Depuis qu'il publie, Benjamin a fait rentrer chez nous nombre d'auteurs... Emballements, agacements : Benjamin écoute les avis sans sourciller; la littérature doit finir au milieu de l'arène, c'est sa vocation.
Je crains de ne pas devenir celui que vous voulez.
Je crains de ne pas avoir été celui que vous vouliez.
Je crains d'être méconnu (peut-être est- ce pour cela que je ne veux pas rester inconnu).
Arrêter ce journal. Je crains d’y consigner tout ce qui pourrait forger la matière de mes prochains livres. Ne vaut-il pas mieux vivre dans la rétention ? Ainsi naissent les romans. Quand on ne peut plus se taire.
Comme un certain nombre de maladies mortelles qui ne manifestent leurs symptômes que lorsqu'il est trop tard, Benjamin connaissait sans doute l'évidence et pas si rare difficulté à vivre qui forge les êtres les plus résistants et coriaces, de ceux qui bataillent comme personne, font le plus proprement illusion et qu'on décrète par suite invincibles. A tort, bien sûr.
Benjamin cultivait les dernières paroles. C’était là un vice un peu morbide qu’il cultivait en forme de conjuration. Solennel et ironique, il me les citait avant d’entrer en scène. Il affectionnait tout particulièrement les derniers mots d’Henri Calet dans Peau d’Ours :
C’est sur la peau de mon cœur que l’on trouverait des rides.
Je suis déjà un peu parti, absent.
Faites comme si je n’étais pas là.
Ma voix ne porte plus très loin.
Mourir sans savoir ce qu’est la mort, ni la vie.
Il faut se quitter déjà ?
Ne me secouez pas.
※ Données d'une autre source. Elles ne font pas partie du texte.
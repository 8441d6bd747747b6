//! Rendering instructions and the views that apply them.
//!
//! The sync core never touches a display. It emits `ViewUpdate`s and a `View`
//! decides what they look like. `DashboardModel` is a headless view that keeps
//! everything a front end needs to draw.

use chrono::{DateTime, Local};

use crate::reconcile::{ChartPoint, ScoreSeries};
use crate::session::ConnectionStatus;
use crate::state::{LogEntry, RemoteState};

pub mod console;

pub use console::{ConsoleBuffer, ConsoleLine, LineOrigin};

#[derive(Debug, Clone, PartialEq)]
pub enum ViewUpdate {
    Status(ConnectionStatus),
    Stats(StatsPanel),
    Progress(f64),
    /// Decoded image bytes of the latest frame.
    Frame(Vec<u8>),
    ChartPoint(ChartPoint),
    /// Remote log entries not rendered before, in order.
    AppendLogs(Vec<LogEntry>),
    /// A line produced on this side (command echo, diagnostics).
    LocalLog(String),
    ClearConsole,
    Speed(f64),
    Paused(bool),
}

pub trait View {
    fn apply(&mut self, update: ViewUpdate);
}

/// Numbers shown next to the frame, formatted the way the dashboard prints them.
#[derive(Debug, Clone, PartialEq)]
pub struct StatsPanel {
    pub episode: u32,
    pub total_episodes: u32,
    pub score: f64,
    pub avg_score: f64,
    pub epsilon: f64,
    pub timeouts: u32,
    pub step: u64,
    pub last_update: Option<DateTime<Local>>,
}

impl StatsPanel {
    pub fn from_state(state: &RemoteState, last_update: Option<DateTime<Local>>) -> Self {
        Self {
            episode: state.episode,
            total_episodes: state.total_episodes,
            score: state.score,
            avg_score: state.avg_score,
            epsilon: state.epsilon,
            timeouts: state.timeouts,
            step: state.step,
            last_update,
        }
    }

    pub fn episode_label(&self) -> String {
        format!("{}/{}", self.episode, self.total_episodes)
    }

    pub fn avg_score_label(&self) -> String {
        format!("{:.2}", self.avg_score)
    }

    pub fn epsilon_label(&self) -> String {
        format!("{:.4}", self.epsilon)
    }

    pub fn last_update_label(&self) -> String {
        self.last_update
            .map(|t| t.format("%H:%M:%S").to_string())
            .unwrap_or_else(|| "Never".to_string())
    }
}

/// `1` for 1.0, `1.25` for 1.25.
pub fn format_speed(speed: f64) -> String {
    format!("{speed}")
}

pub fn progress_label(percent: f64) -> String {
    format!("{percent:.1}%")
}

pub fn console_timestamp() -> String {
    Local::now().format("%H:%M:%S").to_string()
}

/// Headless dashboard state, updated only through `View::apply`.
#[derive(Debug, Clone)]
pub struct DashboardModel {
    pub status: ConnectionStatus,
    pub stats: Option<StatsPanel>,
    pub progress: f64,
    pub frame: Option<Vec<u8>>,
    pub chart: ScoreSeries,
    pub console: ConsoleBuffer,
    pub speed: f64,
    pub paused: bool,
}

impl DashboardModel {
    pub fn new(console: ConsoleBuffer) -> Self {
        Self {
            status: ConnectionStatus::Connecting,
            stats: None,
            progress: 0.0,
            frame: None,
            chart: ScoreSeries::default(),
            console,
            speed: crate::commands::DEFAULT_SPEED,
            paused: false,
        }
    }

    pub fn speed_label(&self) -> String {
        format!("Speed: {}x", format_speed(self.speed))
    }

    pub fn pause_button_label(&self) -> &'static str {
        if self.paused {
            "Resume"
        } else {
            "Pause"
        }
    }
}

impl View for DashboardModel {
    fn apply(&mut self, update: ViewUpdate) {
        match update {
            ViewUpdate::Status(status) => self.status = status,
            ViewUpdate::Stats(stats) => self.stats = Some(stats),
            ViewUpdate::Progress(p) => self.progress = p,
            ViewUpdate::Frame(bytes) => self.frame = Some(bytes),
            ViewUpdate::ChartPoint(point) => {
                self.chart.record(point);
            }
            ViewUpdate::AppendLogs(entries) => self.console.append_remote(&entries),
            ViewUpdate::LocalLog(message) => self.console.push_local(console_timestamp(), message),
            ViewUpdate::ClearConsole => self.console.clear(),
            ViewUpdate::Speed(speed) => self.speed = speed,
            ViewUpdate::Paused(paused) => self.paused = paused,
        }
    }
}

/// A view that only records what it was told. Cloning shares the record.
#[cfg(test)]
#[derive(Debug, Clone, Default)]
pub(crate) struct RecordingView {
    updates: std::sync::Arc<std::sync::Mutex<Vec<ViewUpdate>>>,
}

#[cfg(test)]
impl RecordingView {
    pub fn updates(&self) -> Vec<ViewUpdate> {
        self.updates.lock().map(|u| u.clone()).unwrap_or_default()
    }

    pub fn local_logs(&self) -> Vec<String> {
        self.updates()
            .into_iter()
            .filter_map(|u| match u {
                ViewUpdate::LocalLog(m) => Some(m),
                _ => None,
            })
            .collect()
    }
}

#[cfg(test)]
impl View for RecordingView {
    fn apply(&mut self, update: ViewUpdate) {
        if let Ok(mut u) = self.updates.lock() {
            u.push(update);
        }
    }
}
//! HTTP transport against a mock training server.

use std::sync::Arc;
use std::time::Duration;

use mockito::{Matcher, Server};
use serde_json::json;
use trainwatch::commands::ControlCommand;
use trainwatch::session::ConnectionStatus;
use trainwatch::transport::{HttpRemote, RemoteSource};
use trainwatch::view::{DashboardModel, LineOrigin};
use trainwatch::{CancellationToken, StatusSync, SyncConfig, SyncError};

fn state_body() -> String {
    json!({
        "episode": 4,
        "total_episodes": 50,
        "score": 3,
        "avg_score": 1.75,
        "epsilon": 0.8,
        "timeouts": 1,
        "step": 812,
        "frame_base64": "iVBORw0KGgo=",
        "log_messages": [
            {"timestamp": "10:00:00", "message": "Starting training"},
            {"timestamp": "10:00:02", "message": "Episode 4 started"}
        ]
    })
    .to_string()
}

fn remote(url: &str) -> HttpRemote {
    HttpRemote::new(url, Duration::from_secs(2)).unwrap()
}

#[tokio::test]
async fn fetches_and_decodes_state() {
    let mut server = Server::new_async().await;
    let mock = server
        .mock("GET", "/api/state")
        .with_status(200)
        .with_header("content-type", "application/json")
        .with_body(state_body())
        .create_async()
        .await;

    let state = remote(&server.url()).fetch_state().await.unwrap();
    assert_eq!(state.episode, 4);
    assert_eq!(state.reported_log().map(|l| l.len()), Some(2));
    assert!(state.frame_base64.is_some());
    mock.assert_async().await;
}

#[tokio::test]
async fn trailing_slash_in_base_url_is_tolerated() {
    let mut server = Server::new_async().await;
    let _mock = server
        .mock("GET", "/api/state")
        .with_status(200)
        .with_body(state_body())
        .create_async()
        .await;

    let r = remote(&format!("{}/", server.url()));
    assert!(!r.base_url().ends_with('/'));
    assert!(r.fetch_state().await.is_ok());
}

#[tokio::test]
async fn undecodable_body_is_malformed() {
    let mut server = Server::new_async().await;
    let _mock = server
        .mock("GET", "/api/state")
        .with_status(200)
        .with_body("<html>gateway</html>")
        .create_async()
        .await;

    let err = remote(&server.url()).fetch_state().await.unwrap_err();
    assert!(matches!(err, SyncError::Malformed(_)));
    assert!(err.is_connectivity());
}

#[tokio::test]
async fn out_of_range_values_are_schema_violations() {
    let mut server = Server::new_async().await;
    let body = state_body().replace("0.8", "3.5");
    let _mock = server
        .mock("GET", "/api/state")
        .with_status(200)
        .with_body(body)
        .create_async()
        .await;

    let err = remote(&server.url()).fetch_state().await.unwrap_err();
    assert!(matches!(err, SyncError::Schema { field: "epsilon", .. }));
}

#[tokio::test]
async fn server_error_status_is_reported() {
    let mut server = Server::new_async().await;
    let _mock = server
        .mock("GET", "/api/state")
        .with_status(503)
        .create_async()
        .await;

    let err = remote(&server.url()).fetch_state().await.unwrap_err();
    assert!(matches!(err, SyncError::HttpStatus { status: 503 }));
}

#[tokio::test]
async fn unreachable_server_is_a_transport_error() {
    let r = HttpRemote::new("http://127.0.0.1:9", Duration::from_millis(500)).unwrap();
    let err = r.fetch_state().await.unwrap_err();
    assert!(matches!(err, SyncError::Transport(_)));
}

#[tokio::test]
async fn control_commands_post_json_bodies() {
    let mut server = Server::new_async().await;
    let speed = server
        .mock("POST", "/api/control")
        .match_body(Matcher::Json(json!({"command": "speed", "value": 2.5})))
        .with_status(200)
        .create_async()
        .await;
    let pause = server
        .mock("POST", "/api/control")
        .match_body(Matcher::Json(json!({"command": "pause"})))
        .with_status(200)
        .create_async()
        .await;

    let r = remote(&server.url());
    r.send_control(&ControlCommand::Speed { value: 2.5 }).await.unwrap();
    r.send_control(&ControlCommand::Pause).await.unwrap();
    speed.assert_async().await;
    pause.assert_async().await;
}

#[tokio::test(flavor = "multi_thread", worker_threads = 2)]
async fn loop_renders_live_server_into_dashboard_model() {
    let mut server = Server::new_async().await;
    let _mock = server
        .mock("GET", "/api/state")
        .with_status(200)
        .with_body(state_body())
        .expect_at_least(2)
        .create_async()
        .await;

    let config = SyncConfig {
        server_url: server.url(),
        ..SyncConfig::default()
    };
    let r = Arc::new(HttpRemote::new(&config.server_url, config.request_timeout()).unwrap());
    let model = DashboardModel::new(config.console());
    let (sync, handle) = StatusSync::new(r, model, &config, CancellationToken::new());
    let join = sync.spawn();

    tokio::time::sleep(Duration::from_millis(450)).await;
    handle.shutdown();
    let outcome = join.await.unwrap();

    assert_eq!(outcome.session.status(), ConnectionStatus::Connected);
    assert_eq!(outcome.session.processed_logs(), 2);

    let model = outcome.view;
    assert_eq!(model.status, ConnectionStatus::Connected);
    assert_eq!(model.chart.episodes(), vec![4]);
    assert_eq!(model.progress, 8.0);
    assert!(model.frame.is_some());
    assert_eq!(model.stats.as_ref().map(|s| s.episode_label()), Some("4/50".to_string()));

    let remote_lines: Vec<&str> = model
        .console
        .lines()
        .iter()
        .filter(|l| l.origin == LineOrigin::Remote)
        .map(|l| l.message.as_str())
        .collect();
    assert_eq!(remote_lines, vec!["Starting training", "Episode 4 started"]);
}
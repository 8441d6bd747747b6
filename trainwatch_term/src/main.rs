//! trainwatch - terminal dashboard for a remote training process
//!
//! Polls `GET /api/state`, prints connection changes, new episodes and log
//! lines, and forwards key commands to `POST /api/control`.
//!
//! Config locations:
//! - Linux: ~/.config/trainwatch/config.json
//! - Windows: %APPDATA%\trainwatch\config.json
//! - MacOS: ~/Library/Application Support/trainwatch/config.json

use std::path::{Path, PathBuf};
use std::sync::Arc;

use clap::Parser;
use tracing::{error, info, warn};
use tracing_subscriber::EnvFilter;
use trainwatch::transport::HttpRemote;
use trainwatch::view::DashboardModel;
use trainwatch::{CancellationToken, StatusSync, SyncConfig, SyncError};

mod input;
mod render;

use render::TerminalView;

// ═══════════════════════════════════════════════════════════════════════════
// Command line
// ═══════════════════════════════════════════════════════════════════════════

#[derive(Debug, Parser)]
#[command(name = "trainwatch", version, about = "Watch and steer a remote training run")]
struct Args {
    /// Base URL of the training server
    #[arg(long)]
    server: Option<String>,

    /// Delay between polls in milliseconds
    #[arg(long)]
    poll_ms: Option<u64>,

    /// Config file (defaults to the OS config directory)
    #[arg(long)]
    config: Option<PathBuf>,

    /// Write every new frame image to this file
    #[arg(long)]
    frame_out: Option<PathBuf>,

    /// Persist the effective configuration and continue
    #[arg(long)]
    save_config: bool,
}

fn resolve_config(
    args: &Args,
) -> Result<(SyncConfig, Option<PathBuf>), Box<dyn std::error::Error>> {
    let path = args.config.clone().or_else(SyncConfig::default_path);
    let mut cfg = match path.as_deref() {
        Some(p) => SyncConfig::load(p)?,
        None => {
            warn!("Could not determine config directory; using defaults");
            SyncConfig::default()
        }
    };
    if let Some(server) = &args.server {
        cfg.server_url = server.clone();
    }
    if let Some(ms) = args.poll_ms {
        cfg.poll_interval_ms = ms;
    }
    cfg.validate()?;
    Ok((cfg, path))
}

/// Returns whether a file was written.
fn save_config(config: &SyncConfig, path: Option<&Path>) -> Result<bool, SyncError> {
    match path {
        Some(path) => {
            config.save(path)?;
            info!("Config saved to {:?}", path);
            Ok(true)
        }
        None => {
            warn!("--save-config ignored: no config directory, pass --config <file>");
            Ok(false)
        }
    }
}

// ═══════════════════════════════════════════════════════════════════════════
// Main
// ═══════════════════════════════════════════════════════════════════════════

#[tokio::main(flavor = "current_thread")]
async fn main() -> Result<(), Box<dyn std::error::Error>> {
    // Logs go to stderr so they do not interleave with the dashboard on stdout.
    tracing_subscriber::fmt()
        .with_env_filter(
            EnvFilter::try_from_default_env().unwrap_or_else(|_| EnvFilter::new("info")),
        )
        .with_writer(std::io::stderr)
        .init();

    let args = Args::parse();
    let (config, config_path) = resolve_config(&args)?;

    if args.save_config {
        save_config(&config, config_path.as_deref())?;
    }

    info!("Training server: {}", config.server_url);
    let remote = Arc::new(HttpRemote::new(&config.server_url, config.request_timeout())?);
    let view = TerminalView::new(
        std::io::stdout(),
        DashboardModel::new(config.console()),
        args.frame_out.clone(),
    );

    let shutdown = CancellationToken::new();
    let (sync, handle) = StatusSync::new(remote, view, &config, shutdown.child_token());

    // Ctrl-C stops the loop cleanly.
    {
        let shutdown = shutdown.clone();
        tokio::spawn(async move {
            if tokio::signal::ctrl_c().await.is_ok() {
                info!("Ctrl-C: stopping");
                shutdown.cancel();
            }
        });
    }

    eprintln!("{}", input::HELP);
    {
        let handle = handle.clone();
        tokio::spawn(async move {
            if let Err(e) = input::forward_stdin(handle).await {
                error!("stdin reader failed: {}", e);
            }
        });
    }

    let outcome = sync.run().await;
    info!(
        "Stopped: status {}, {} log entries, last episode {}, {} frames written",
        outcome.session.status().label(),
        outcome.session.processed_logs(),
        outcome.session.last_episode(),
        outcome.view.frames_written()
    );

    // The blocking stdin read cannot be cancelled and would hold runtime shutdown.
    std::process::exit(0);
}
Je suis plein de larmes.
Solitaire, méfiant sitôt que le début d'un groupe pointait son nombre suspect, mais féru de tandem, déjà, recevant chaque mercredi après-midi un ou une camarade, jamais plus, volontiers autoritaire, vampirisant.
Emballements, agacements : Benjamin écoute les avis sans sourciller ; la littérature doit finir au milieu de l’arène, c’est sa vocation.
Aux autres, Benjamin s’arrangeait pour donner l’impression qu’il se livrait sans compter. Il avait fabriqué un second masque à celui, incompréhensible, de la pudeur. Il savait que la réserve et la discrétion, paradoxalement, le mettaient à nu ou, tout du moins, ne rendaient que plus visible son absence d’épanchement. Alors il était prolixe, comme pour mieux garder par-devers lui ce qu’il n’aurait souhaité brader sur le trottoir pour rien au monde. De même écrivait-il des fictions qui constituaient le compromis le plus confortable pour se livrer sans se deshabiller ni jeter son intimité en pâture. Je ne pouvais que l’y encourager: il ne faut pas faire confiance à ce que les autres feront de vous.
A nous, en revanche, Benjamin parlait beaucoup. Mais il ne nous disait pas la même chose à tous. Non pas qu’il bâtit des versions contradictoires de sa vie, il en distribuait plutôt les pans en fonction de ce que chacun lui inspirait.
Benjamin disait souvent qu'il s'était mis à écrire parce qu'il ne savait pas suffisamment faire entendre sa voix. Il venait du silence.
Que jamais les livres ne me soient une passion. Juste une nécessité. Qu'ils ne m'enlèvent jamais du monde et restent le prétexte à notre rencontre ou le moyen de ma solitude.